=== Begin Enclosure ===
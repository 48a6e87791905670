//! pulse-fb library interface for testing
//!
//! Exposes public APIs for integration testing

pub mod aggregate;
pub mod api;
pub mod config;
pub mod db;
pub mod error;
pub mod models;
pub mod services;

pub use crate::error::{ApiError, ApiResult};

use axum::Router;
use chrono::{DateTime, Utc};
use sqlx::SqlitePool;
use std::sync::Arc;
use tokio::sync::RwLock;
use tower_http::cors::CorsLayer;
use tower_http::trace::TraceLayer;

use pulse_common::config::FeedbackLimits;
use pulse_common::events::EventBus;

use crate::services::{EnrichmentClient, SubmissionOrchestrator};

/// Application state shared across handlers
#[derive(Clone)]
pub struct AppState {
    /// Database connection pool
    pub db: SqlitePool,
    /// Event bus for SSE broadcasting
    pub event_bus: EventBus,
    /// Submission pipeline
    pub orchestrator: Arc<SubmissionOrchestrator>,
    /// Provider client for cross-record insights
    pub enricher: EnrichmentClient,
    /// Service startup timestamp for uptime tracking
    pub startup_time: DateTime<Utc>,
    /// Last persistence error for diagnostic purposes
    pub last_error: Arc<RwLock<Option<String>>>,
}

impl AppState {
    pub fn new(
        db: SqlitePool,
        event_bus: EventBus,
        enricher: EnrichmentClient,
        limits: FeedbackLimits,
    ) -> Self {
        let orchestrator = Arc::new(SubmissionOrchestrator::new(
            db.clone(),
            event_bus.clone(),
            enricher.clone(),
            limits,
        ));

        Self {
            db,
            event_bus,
            orchestrator,
            enricher,
            startup_time: Utc::now(),
            last_error: Arc::new(RwLock::new(None)),
        }
    }
}

/// Build application router
pub fn build_router(state: AppState) -> Router {
    use axum::routing::get;

    Router::new()
        // UI routes (HTML pages)
        .merge(api::ui_routes())
        // API routes
        .merge(api::feedback_routes())
        .merge(api::dashboard_routes())
        .route("/api/events", get(api::event_stream))
        .merge(api::health_routes())
        .with_state(state)
        // Enable CORS for local access
        .layer(CorsLayer::permissive())
        .layer(TraceLayer::new_for_http())
}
=== End Enclosure ===
PROBLEM TO SOLVE
Give only how many lines above hold "config".

RESPONSE FOR THIS EXERCISE
2